The Boulangerie is a regular, unscheduled feature of Technocomplex, appearing once or twice a week. It is for half-baked, rising dough, the just-now-in-the-oven entries. After all boulangerie in French is bakery. Entries are always very short. To find out when new loaves have been set out, follow @mrdelong@mastodon.online.
Boulangerie: Oooh, that's UGLY. A font from 2019, current today.
A font using gerrymandered congressional districts for the letter shapes. Free to download. Use it for your next letter to your congressman!
January 28, 2023
Alina. “Free Font Ugly Gerry — Gerrymandering Font.” FontsArena, August 2, 2019. https://fontsarena.com/ugly-gerry/.
Boulangerie: Lego men dancing in the figures
Even patents can be entertaining. Lego guys legit since December 1979.
January 22, 2023
Christiansen, Godtfred K., and Jens N. Knudsen. Toy figure. United States USD253711S, filed February 14, 1978, and issued December 18, 1979. https://patents.google.com/patent/USD253711S/en. H/T Sarah Burstein (@design_law@mastodon.social).

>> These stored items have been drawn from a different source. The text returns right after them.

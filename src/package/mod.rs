// Copyright 2023-2023 CrabNebula Ltd.
// SPDX-License-Identifier: Apache-2.0
// SPDX-License-Identifier: MIT

//! The packager (C10, spec.md §4.10): orchestrates C1-C9 end to end and
//! concatenates the resulting sections into one `.apk` file.

use std::{
    fs::{File, OpenOptions},
    io::{Seek, SeekFrom, Write},
};

use crate::{
    commands,
    config::{Dependencies, PackageInputs, PackageOutput},
    depends,
    elf::{self, GeneratedDependencies},
    staging::StagingView,
    util::{self, PathExt},
};

mod context;
mod control;
mod data;
mod signature;

use context::Context;
use control::ControlDigestAlgo;

/// Runs one full emission: scans the staging tree, synthesizes dependencies,
/// builds the data/control/signature sections and concatenates them into the
/// output `.apk` (spec.md §4.10).
#[tracing::instrument(level = "trace", skip(inputs))]
pub fn package(inputs: &PackageInputs) -> crate::Result<PackageOutput> {
    // Step 1: the staging directory is populated by an earlier build stage;
    // ensure it exists without touching its contents.
    let staging_dir = inputs.staging_dir();
    util::ensure_dir(&staging_dir)?;
    let view = StagingView::new(staging_dir)?;

    let ctx = Context::new(inputs);

    // Step 2: C3 then C4, accumulated into one generator output.
    let mut generated = GeneratedDependencies::default();
    elf::scan(
        &view,
        &inputs.options,
        &ctx.staging_roots,
        &ctx.package_names(),
        &mut generated,
    )?;
    commands::scan(
        &view,
        &inputs.full_version(),
        &inputs.options,
        &mut generated,
    )?;

    if let Some(dependency_log) = &inputs.dependency_log {
        write_dependency_log(dependency_log, &inputs.arch.0, &generated)?;
    }

    let dependencies: Dependencies = depends::finish(&inputs.subpackage, generated);

    // Step 3: installed size.
    let installed_size = view.installed_size()?;

    // Step 4: data section first -- the control section embeds its hash.
    tracing::debug!("building data section");
    let data_file = tempfile::tempfile().map_err(crate::Error::Io)?;
    let (data_file, data_hash) = data::build(&view, inputs.source_date_epoch, data_file)?;

    // Step 5: control digest algorithm depends on whether we're signing.
    let algo = if inputs.signing.is_some() {
        ControlDigestAlgo::Sha1
    } else {
        ControlDigestAlgo::Sha256
    };
    tracing::debug!("building control section");
    let control_file = tempfile::tempfile().map_err(crate::Error::Io)?;
    let (control_file, control_digest) = control::build(
        inputs,
        &dependencies,
        installed_size,
        &data_hash,
        algo,
        control_file,
    )?;

    // Step 6: sign the control digest, if configured.
    let signature_file = if let Some(signing) = &inputs.signing {
        tracing::debug!("building signature section");
        let sig_file = tempfile::tempfile().map_err(crate::Error::Io)?;
        Some(signature::build(
            signing,
            &control_digest,
            inputs.source_date_epoch,
            sig_file,
        )?)
    } else {
        None
    };

    // Step 7: ensure the output directory exists and create the output file.
    util::ensure_dir(&inputs.out_dir)?;
    let output_path = inputs.output_path();
    let mut output = util::create_file(&output_path)?;

    // Step 8: concatenate [signature?, control, data] in order.
    concat_section(signature_file, &mut output)?;
    concat_section(Some(control_file), &mut output)?;
    concat_section(Some(data_file), &mut output)?;
    output.flush().map_err(crate::Error::Io)?;

    // Step 9: temp files are unnamed (tempfile::tempfile) and are already
    // gone once dropped; best-effort packages.log append.
    tracing::info!(path = %output_path.display(), "emitted package");
    append_packages_log(inputs);

    Ok(PackageOutput {
        path: output_path,
        dependencies,
        data_hash,
    })
}

fn concat_section(section: Option<File>, output: &mut impl Write) -> crate::Result<()> {
    if let Some(mut file) = section {
        file.seek(SeekFrom::Start(0)).map_err(crate::Error::Io)?;
        std::io::copy(&mut file, output).map_err(crate::Error::Io)?;
    }
    Ok(())
}

fn write_dependency_log(
    path: &std::path::Path,
    arch: &str,
    generated: &GeneratedDependencies,
) -> crate::Result<()> {
    let log_path = path.with_additional_extension(arch);
    let json = serde_json::to_string_pretty(&generated.consumers)?;
    let mut file = util::create_file(&log_path)?;
    file.write_all(json.as_bytes()).map_err(crate::Error::Io)?;
    Ok(())
}

/// Appends one pipe-delimited line to `packages.log` in the output directory.
/// Best-effort: a failure here is logged and swallowed (spec.md §4.10 step 9,
/// §7 point 6), never propagated to the caller.
fn append_packages_log(inputs: &PackageInputs) {
    let log_path = inputs.out_dir.join("packages.log");
    let line = format!(
        "{}|{}|{}|{}\n",
        inputs.arch,
        inputs.origin.name,
        inputs.subpackage.name,
        inputs.full_version()
    );

    let result = OpenOptions::new()
        .create(true)
        .append(true)
        .open(&log_path)
        .and_then(|mut f| f.write_all(line.as_bytes()));

    if let Err(e) = result {
        tracing::warn!(path = %log_path.display(), error = %e, "failed to append to packages.log");
    }
}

Boulangerie: Le Carre to Roth on cleaning up pepper, sorta
I have to remember this expression when I'm picking through prose.
January 18, 2023
Maybe it’s a standard phrase among novelists reading each other’s work? New to me, though. The entire letter is in the Harper’s Magazine that just arrived in my mailbox. It’s a letter from John le Carré (David John Moore Cornwell) to Philip Roth from 1992 that was included in A Private Spy: The Letters of John le Carré (Viking, 2022).
Carré, John le. “High Praise.” Harper’s Magazine, February 2023, p. 17.
Boulangerie: First car, first accident (1771)
Three wheeled, steam-powered, rolling hazard. But it made it to the Paris Motor Show!
January 13, 2023
We tend to think of the automobile as an invention of the late nineteenth or early twentieth century, But the first self-propelled vehicle was invented in 1769 by a fellow named Nicolas-Joseph Cugnot. He called the thing the Fardier à vapeur (a moniker that I can imagine kindergartners having great fun saying).
Cugnot also managed to have the first automobile accident and traffic citation, though in the manner of the eighteenth century.
To see the modern replica start up, check out this video. The car was featured at the 2010 Paris Motor Show
Boulangerie: Engineers v. truck mechanics
Fusing sight, building, and repair to make a vehicle out of “a pile of junk”
January 10, 2023
From Rothman, Joshua. “How Should We Think About Our Different Styles of Thinking?” The New Yorker, January 9, 2023. Emphasis added. https://www.newyorker.com/magazine/2023/01/16/how-should-we-think-about-our-different-styles-of-thinking.
Artists and artisans, [Temple] Grandin suggests, tend to be object visualizers: they can picture exactly how this painting should look, how this finial should flow, how this incision should be sewn up. Scientists, mathematicians, and electrical engineers tend to be spatial visualizers: they can imagine, in general, how gears will mesh and molecules will interact. Grandin describes an exercise, conducted by the Marine Corps, in which engineers and scientists with advanced degrees were pitted against radio repairmen and truck mechanics in performing technical tasks under pressure, such as “making a rudimentary vehicle out of a pile of junk.” The engineers, with their abstract visual minds, tended to “overthink” in this highly practical scenario; they lost to the mechanics, who, in Grandin’s telling, were likely to be “object visualizers whose abilities to see it, build it, and repair it were fused.”
Boulangerie: Contradiction and inconsistency
Sometimes finding inconsistencies helps you discover edges of research.
January 6, 2023
When I leaped into a new topic to flesh it out, I started my usual way — with Other People’s Footnotes. Then, footnotes of footnotes. And then, just for good measure, stabbing out on my own searches.
While the picture firmed up as contours were traced again and again in scholarly repetition, the real story for me was not in the confirmation but in the inconsistency. Finding those made me think that perhaps I’d done some research, though of course the real test was resolving inconsistency.
Research is in part finding facts, but the test is finding inconsistencies — even contradictions. Then you know you’ve done some research. You have a new task ahead, too.
A much harder task than before you started, probably.
I tried to find the truth of color availability for Jaguar E-type (in the US also known as the “X-KE”). Authorities differed, so I mapped out opinions and observations year-by-year, and I used the density of black as an indication of consensus. You can see the color differences across time, of course, but you can also see that people didn’t necessarily agree when colors were available. This illustration appears on my old format car restoration journal (https://inetogether.net/jaguar/paint.php).
Similar visualizations have been used for genome assembly.